"Maryam Effendi! Maryam Effendi! Elle est là, elle est là! Sauvez le--Sauvez le----"

He would have been at a loss even to grasp the last words had not a figure shown at that moment on the roof of the burning house. It was the figure of a tall woman in white and the flare of the flames showed that she carried a baby in her arms.

"My God!" he muttered under his breath, for there seemed no possibility of escape.

"Maryam Effendi! Maryam Effendi!" wailed the crowd, adding in mixed French and Turkish--"She has the child! Ah, the brave woman! She has the child!"
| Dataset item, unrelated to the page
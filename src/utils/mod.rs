/// Utility modules shared across the relay, the listener and the history store.
pub mod time;

pub use time::now_utc;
Aye, she had it, and she meant to hold it, too! A brave woman indeed! Pausing for a second in her perilous effort to pass from one roof to the other, she pulled off her veil, wrapped it round the child, and knotted it high above her shoulders. Then, hands and knees, set herself to her task. But the flames were almost too quick for her. And forked tongues licked at her feet; the next instant she was beyond them and, straightening herself, walked rapidly over a level strip. And now from below, where even Marmaduke stood arrested, helpless, watching another's fight for life, came a soft wail of horror. The last house had caught fire from below, the flames were surging upwards, the thin shingle roof might be gone any moment.

"Jump, for God's sake, jump!" cried Marmaduke, his voice vibrant with awful dread. "Jump, we'll catch you, somehow!"

Even as he spoke he felt the uselessness of his appeal to one who could not understand.

"Tell her to jump--we'll catch her!" he added dully, knowing there was no time, for already ominous crackings rose from the flames that mounted higher and higher.

But that familiar voice had reached the ears of the woman clinging her way for dear life, and tightened her hold upon the ridge-pole that was her only hope. No, she would not die yet! She would not die with that voice in her ears!

A faint shudder came from the crowd below as, with a crash, the roof fell in. A fainter moan of relief followed, as the woman with her pack still showed standing on the crossway beam of a balcony that overhung the water. A great tongue of flame shot out at her, but at the instant she raised her joined hands above her head and dived--a flash of white lit up by the red flare--into deep water.